Provided records
*****

use clap::{Parser, Subcommand};
use std::path::PathBuf;

/// Tracks newly published episodes on the catalog site and records them
/// locally.
#[derive(Parser, Debug)]
#[command(name = "airing", version, about)]
pub struct Args {
    /// Configuration file (TOML, YAML or JSON); replaces the default lookup
    #[arg(short, long, global = true, env = "AIRING_CONFIG")]
    pub config: Option<PathBuf>,

    /// More output (-v debug, -vv trace); `RUST_LOG` takes precedence
    #[arg(short, long, global = true, action = clap::ArgAction::Count)]
    pub verbose: u8,

    #[command(subcommand)]
    pub command: Command,
}

#[derive(Subcommand, Debug, Clone, PartialEq, Eq)]
pub enum Command {
    /// Check the latest updates once and record new episodes
    Sync,
    /// Run a sync at every scheduled time of day until interrupted
    Watch,
    /// Show how many series and episodes are stored
    Stats,
    /// List tracked series, most recently checked first
    Series,
    /// List the recorded episodes of a series
    Episodes {
        /// Internal series identifier, as shown by `airing series`
        series_id: i64,
    },
}

impl Args {
    /// Default log filter for the workspace crates at the requested verbosity.
    pub fn log_filter(&self) -> String {
        let level = match self.verbose {
            0 => "info",
            1 => "debug",
            _ => "trace",
        };
        ["airing", "airing_config", "airing_extract", "airing_metadata", "airing_render", "airing_store", "airing_sync"]
            .iter()
            .fold("warn".to_string(), |filter, target| format!("{filter},{target}={level}"))
    }
}

#[cfg(test)]
mod tests {
    use super::*;
    use rstest::rstest;

    #[rstest]
    #[case(&["airing", "sync"], Command::Sync)]
    #[case(&["airing", "watch", "-v"], Command::Watch)]
    #[case(&["airing", "--config", "a.toml", "stats"], Command::Stats)]
    #[case(&["airing", "series"], Command::Series)]
    #[case(&["airing", "episodes", "12"], Command::Episodes { series_id: 12 })]
    fn test_parse(#[case] argv: &[&str], #[case] expected: Command) {
        let args = Args::try_parse_from(argv).unwrap();
        assert_eq!(args.command, expected);
    }

    #[test]
    fn test_episodes_requires_numeric_id() {
        assert!(Args::try_parse_from(["airing", "episodes", "moving"]).is_err());
    }

    #[rstest]
    #[case(&["airing", "sync"], "airing_sync=info")]
    #[case(&["airing", "-v", "sync"], "airing_sync=debug")]
    #[case(&["airing", "sync", "-vvv"], "airing_sync=trace")]
    fn test_log_filter(#[case] argv: &[&str], #[case] expected: &str) {
        let filter = Args::try_parse_from(argv).unwrap().log_filter();
        assert!(filter.starts_with("warn,"));
        assert!(filter.contains(expected), "{filter}");
    }
}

*****

Directions for this task
Show every line of the listing that includes the word "true".

Task response
    #[arg(short, long, global = true, env = "AIRING_CONFIG")]
    #[arg(short, long, global = true, action = clap::ArgAction::Count)]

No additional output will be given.